Mm-hmm (affirmative) It just shows, what we've seen, I think even since the George Floyd protests, is that outward communications are one thing, what a corporation puts out to the world is one thing, and what they do behind the scenes with their own employees, with the content that they push out is a totally different thing. We saw so many corporations, Color of Change also has this [inaudible 00:18:37] called Beyond the Statement, which is about how we've seen so many corporations say, "Oh, black lives matter," right? But when you look at their companies, they're paying their low wage workers who are disproportionately black, $10 an hour. It just doesn't add up.

Jade Magnus Ogunnaike (18:50):

And so, for the plantation weddings content, as well as this Beyond the Statement stuff, it's important that black people matter in life, as much as they matter in death. It's important that our ancestors, the pain and the torture that they went through is respected, and that was a big piece of this plantation weddings campaign, is that these are sacred sites. These are sites where human atrocities took place. Planting more trees and pointing to the beautiful architecture does not change the fact that these are places... It's not like slavery just happened there, the plantations were built to house slavery. It's very intentional what was happening.

Bridget Todd (19:34):

Let's take a quick break.

Wedding websites not romanticizing plantations may seem like a small change, but sometimes a small concrete action can lead to a wider, more meaningful cultural shift

Bridget Todd (19:43):

And we're back. Wedding websites not romanticizing plantations may seem like a small change, but sometimes a small concrete action can lead to a wider, more meaningful cultural shift in individual people's attitudes. And even if you've never really thought about why having a wedding on a plantation isn't a great idea, platforms like Pinterest not romanticizing plantation weddings can create a larger shift in how everyone thinks about slavery and the way it shows up in our culture. This is not new work for Color of Change. In addition to more traditional activism around social change, they also work to create change using popular culture. In the wake of protests around police killings, for instance, they worked to have television shows that glorify policing as an entertainment device, like Cops, and Live PD, take it off the air.

Bridget Todd (20:27):

You mentioned some of the other work that Color of Change is involved in, and I like that in addition to sort of some of the more traditional things that we think of in terms of demanding accountability, Color of Change also tries to create change through leading on these cultural things, so like the plantation weddings. I guess, why is that so important, in conjunction with some of the more traditional ways that you might think of as getting justice, also pushing forward these cultural changes and getting people to sort of rethink their own attitudes around how they understand and deal with black folks?

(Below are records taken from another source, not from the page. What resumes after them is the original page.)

//! Sensor adapter: lifecycle, settings and event delivery
//!
//! [`AbsoluteRotationVector`] sits between a platform sensor service and a
//! host application. The platform side is abstracted as a [`SensorProvider`]
//! and the host side as an [`EventSink`]; the adapter feeds every delivered
//! sample through [`on_sample`](crate::on_sample) and forwards the resulting
//! events under the name [`EVENT_NAME`].
//!
//! # Example
//! ```
//! use absolute_rotation::{
//!     AbsoluteRotationVector, Error, OrientationEvent, ScreenOrientation, SensorProvider,
//!     SystemClock,
//! };
//!
//! struct AlwaysThere;
//!
//! impl SensorProvider for AlwaysThere {
//!     fn has_rotation_vector(&self) -> bool { true }
//!     fn register(&self, _sampling_period_us: u32) -> Result<(), Error> { Ok(()) }
//!     fn unregister(&self) {}
//! }
//!
//! let sink = |name: &str, event: &OrientationEvent| -> Result<(), Error> {
//!     println!("{name}: azimuth {:.2} rad", event.x);
//!     Ok(())
//! };
//!
//! let sensor = AbsoluteRotationVector::new(AlwaysThere, sink, SystemClock);
//! sensor.is_available().unwrap();
//! sensor.start_updates().unwrap();
//!
//! let event = sensor.on_sensor_changed(&[0.0, 0.0, 0.0, 1.0], ScreenOrientation::Rotation0);
//! assert!(event.is_some());
//! ```

use std::sync::OnceLock;
use std::time::{SystemTime, UNIX_EPOCH};

use parking_lot::Mutex;

use crate::error::Error;
use crate::pipeline::{LogObserver, on_sample};
use crate::types::{LogLevel, OrientationEvent, ScreenOrientation, Settings, ThrottleState};

/// Name the host listens on for orientation events.
pub const EVENT_NAME: &str = "AbsoluteRotationVector";

/// Platform sensor service.
pub trait SensorProvider {
    /// Whether the device has a rotation-vector sensor.
    fn has_rotation_vector(&self) -> bool;

    /// Starts sample delivery at the requested period, in microseconds.
    fn register(&self, sampling_period_us: u32) -> Result<(), Error>;

    /// Stops sample delivery.
    fn unregister(&self);
}

/// Host side that receives emitted events.
pub trait EventSink {
    /// Delivers `event` under `name`. Fails with [`Error::EmitFailure`] if the
    /// host is not ready.
    fn emit(&self, name: &str, event: &OrientationEvent) -> Result<(), Error>;
}

impl<F> EventSink for F
where
    F: Fn(&str, &OrientationEvent) -> Result<(), Error>,
{
    fn emit(&self, name: &str, event: &OrientationEvent) -> Result<(), Error> {
        self(name, event)
    }
}

/// Wall-clock time source, in milliseconds since the UNIX epoch.
pub trait Clock {
    fn now_ms(&self) -> f64;
}

/// [`Clock`] backed by the system time.
#[derive(Debug, Clone, Copy, Default)]
pub struct SystemClock;

impl Clock for SystemClock {
    fn now_ms(&self) -> f64 {
        SystemTime::now()
            .duration_since(UNIX_EPOCH)
            .map(|elapsed| elapsed.as_secs_f64() * 1000.0)
            .unwrap_or(0.0)
    }
}

/// Mutable state shared between the delivery thread and the control calls.
#[derive(Debug)]
struct StreamState {
    throttle: ThrottleState,
    settings: Settings,
    running: bool,
}

/// Absolute orientation sensor module.
///
/// Safe to share between threads: the throttle state and settings live
/// behind one lock, held for the whole read-modify-write of a sample.
pub struct AbsoluteRotationVector<P, S, C = SystemClock> {
    provider: P,
    sink: S,
    clock: C,
    state: Mutex<StreamState>,
    available: OnceLock<bool>,
}

impl<P, S, C> AbsoluteRotationVector<P, S, C>
where
    P: SensorProvider,
    S: EventSink,
    C: Clock,
{
    /// Creates the module with default [`Settings`].
    ///
    /// The throttle counts its first interval from the moment of creation.
    pub fn new(provider: P, sink: S, clock: C) -> Self {
        Self::with_settings(provider, sink, clock, Settings::default())
    }

    pub fn with_settings(provider: P, sink: S, clock: C, settings: Settings) -> Self {
        let state = StreamState {
            throttle: ThrottleState {
                last_emitted_at_ms: clock.now_ms(),
                interval_ms: settings.update_interval_ms,
            },
            settings,
            running: false,
        };

        Self {
            provider,
            sink,
            clock,
            state: Mutex::new(state),
            available: OnceLock::new(),
        }
    }

    pub fn name(&self) -> &'static str {
        EVENT_NAME
    }

    /// Checks for a rotation-vector sensor. The first answer is cached.
    pub fn is_available(&self) -> Result<(), Error> {
        let available = *self.available.get_or_init(|| {
            let available = self.provider.has_rotation_vector();
            if !available {
                tracing::warn!("no rotation vector sensor on this device");
            }
            available
        });

        if available {
            Ok(())
        } else {
            Err(Error::SensorUnavailable)
        }
    }

    /// Sets the minimum time between events. Negative values are clamped to 0.
    ///
    /// The throttle picks this up on the next sample. The platform sampling
    /// period is only requested again on the next [`start_updates`](Self::start_updates).
    pub fn set_update_interval(&self, interval_ms: i32) {
        let mut state = self.state.lock();
        state.throttle.set_interval_ms(interval_ms);
        state.settings.update_interval_ms = state.throttle.interval_ms();

        if state.settings.log_level >= LogLevel::Diagnostic {
            tracing::info!(interval_ms = state.settings.update_interval_ms, "update interval changed");
        }
    }

    /// Sets diagnostic verbosity; see [`LogLevel::from_level`].
    pub fn set_log_level(&self, level: i32) {
        self.state.lock().settings.log_level = LogLevel::from_level(level);
    }

    pub fn settings(&self) -> Settings {
        self.state.lock().settings
    }

    pub fn is_running(&self) -> bool {
        self.state.lock().running
    }

    /// Registers with the sensor provider at the configured interval.
    pub fn start_updates(&self) -> Result<(), Error> {
        self.is_available()?;

        let settings = self.settings();
        self.provider.register(settings.sampling_period_us())?;
        self.state.lock().running = true;

        if settings.log_level >= LogLevel::Diagnostic {
            tracing::info!(
                sampling_period_us = settings.sampling_period_us(),
                "rotation vector updates started"
            );
        }
        Ok(())
    }

    /// Unregisters from the sensor provider.
    pub fn stop_updates(&self) {
        self.provider.unregister();

        let mut state = self.state.lock();
        state.running = false;
        if state.settings.log_level >= LogLevel::Diagnostic {
            tracing::info!("rotation vector updates stopped");
        }
    }

    /// Handles one raw sample from the provider.
    ///
    /// Returns the event that was delivered to the sink, or `None` when the
    /// sample was throttled, invalid, arrived while stopped, or the sink
    /// refused the event.
    pub fn on_sensor_changed(&self, values: &[f32], screen: ScreenOrientation) -> Option<OrientationEvent> {
        let (event, log_level) = {
            let mut state = self.state.lock();
            if !state.running {
                return None;
            }
            // Stamped under the lock so emission times follow lock order
            let now_ms = self.clock.now_ms();
            let log_level = state.settings.log_level;
            let observer = LogObserver::new(log_level);
            (on_sample(values, screen, now_ms, &mut state.throttle, &observer), log_level)
        };
        let event = event?;

        if let Err(error) = self.sink.emit(EVENT_NAME, &event) {
            tracing::error!(%error, "dropping orientation event");
            return None;
        }

        if log_level >= LogLevel::Verbose {
            tracing::trace!(
                azimuth = event.x,
                pitch = event.y,
                roll = event.z,
                timestamp = event.timestamp,
                "orientation event emitted"
            );
        }
        Some(event)
    }
}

Jade Magnus Ogunnaike (21:03):

Yeah. Culture is a really, really big piece of Color of Change's work, it always has been. From us sort of getting Glenn Beck's show advertisers to pull out years ago, to our work this year to get Cops and Live PD off the air, the culture work is really important. And black people, we are the culture creators in this country, right? And I really view our culture work as not only uplifting and centering, and claiming black culture, which we do through a lot in our Hollywood work and our storytelling work, but it's also about supplanting the white-centered cultural symbols that really harm us. I'm sure so many, this plantation weddings thing leads into such a larger problem, right? Which is the way that slavery is taught in schools, and the ways that people think about it.

Jade Magnus Ogunnaike (22:01):

I mean, we had a few years ago, a textbook company put out a textbook that said slavery was essentially compared to being an intern, right? And so, because the true story of slavery has been neutralized in so many ways, I think if people really knew in detail the sort of things that happened on plantations, outside of maybe viewing 12 Years a Slave, or seeing Glory, I think they would really think twice about revering these sorts of symbols.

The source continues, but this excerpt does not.